#### [Stored data entries]
○ ○ ○ ○

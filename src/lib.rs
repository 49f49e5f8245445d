//! lyric-render - Render job pipeline for lyric videos
//!
//! Turns a word-level transcript into captions burned onto a video with ffmpeg,
//! runs each render as a cancellable background job and keeps remote clients'
//! view of the job consistent across an unreliable WebSocket channel.

pub mod cancel;
pub mod channel;
pub mod cli;
pub mod config;
pub mod error;
pub mod executor;
pub mod fetch;
pub mod invoker;
pub mod lifecycle;
pub mod media;
pub mod protocol;
pub mod reconcile;
pub mod server;
pub mod store;
pub mod subtitle;
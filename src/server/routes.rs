//! Axum router configuration

use axum::{
    Router,
    http::{Method, header},
    routing::{get, post},
};
use std::sync::Arc;
use std::time::Duration;
use tower_http::cors::{Any, CorsLayer};
use tower_http::services::ServeDir;
use tower_http::trace::TraceLayer;
use tracing::debug;

use crate::executor::RenderExecutor;

use super::handlers::{completion_check, health_check, render_video, version_check};
use super::ws::event_socket;

/// Create the Axum router with all routes
pub fn create_router(executor: Arc<RenderExecutor>) -> Router {
    let cors = CorsLayer::new()
        .allow_origin(Any)
        .allow_methods([Method::GET, Method::POST, Method::OPTIONS])
        .allow_headers([header::ACCEPT, header::CONTENT_TYPE, header::ORIGIN])
        .max_age(Duration::from_secs(3600));

    let storage = executor.invoker().storage();
    let prefix = format!("/{}", storage.public_url_prefix.trim_matches('/'));
    let public_dir = storage.public_dir.clone();

    let mut router = Router::new()
        .route("/health", get(health_check))
        .route("/version", get(version_check))
        .route("/complete/{id}", get(completion_check))
        .route("/render-video", post(render_video))
        .route("/ws", get(event_socket));

    // Published videos, unless they are served from elsewhere
    if prefix != "/" {
        debug!("Serving {} at {}", public_dir.display(), prefix);
        router = router.nest_service(&prefix, ServeDir::new(public_dir));
    }

    router
        .layer(TraceLayer::new_for_http())
        .layer(cors)
        .with_state(executor)
}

○ ○ ○ ○

#### [Work required]
Line by line, retype the records with no changes.

#### [Answer section]
filename src/lib.rs
repository 49f49e5f8245445d
//! lyric-render - Render job pipeline for lyric videos
//!
//! Turns a word-level transcript into captions burned onto a video with ffmpeg,
//! runs each render as a cancellable background job and keeps remote clients'
//! view of the job consistent across an unreliable WebSocket channel.

pub mod cancel;
pub mod channel;
pub mod cli;
pub mod config;
pub mod error;
pub mod executor;
pub mod fetch;
pub mod invoker;
pub mod lifecycle;
pub mod media;
pub mod protocol;
pub mod reconcile;
pub mod server;
pub mod store;
pub mod subtitle;
filename src/server/routes.rs
//! Axum router configuration

use axum::{
    Router,
    http::{Method, header},
    routing::{get, post},
};
use std::sync::Arc;
use std::time::Duration;
use tower_http::cors::{Any, CorsLayer};
use tower_http::services::ServeDir;
use tower_http::trace::TraceLayer;
use tracing::debug;

use crate::executor::RenderExecutor;

use super::handlers::{completion_check, health_check, render_video, version_check};
use super::ws::event_socket;

/// Create the Axum router with all routes
pub fn create_router(executor: Arc<RenderExecutor>) -> Router {
    let cors = CorsLayer::new()
        .allow_origin(Any)
        .allow_methods([Method::GET, Method::POST, Method::OPTIONS])
        .allow_headers([header::ACCEPT, header::CONTENT_TYPE, header::ORIGIN])
        .max_age(Duration::from_secs(3600));

    let storage = executor.invoker().storage();
    let prefix = format!("/{}", storage.public_url_prefix.trim_matches('/'));
    let public_dir = storage.public_dir.clone();

    let mut router = Router::new()
        .route("/health", get(health_check))
        .route("/version", get(version_check))
        .route("/complete/{id}", get(completion_check))
        .route("/render-video", post(render_video))
        .route("/ws", get(event_socket));

    // Published videos, unless they are served from elsewhere
    if prefix != "/" {
        debug!("Serving {} at {}", public_dir.display(), prefix);
        router = router.nest_service(&prefix, ServeDir::new(public_dir));
    }

    router
        .layer(TraceLayer::new_for_http())
        .layer(cors)
        .with_state(executor)
}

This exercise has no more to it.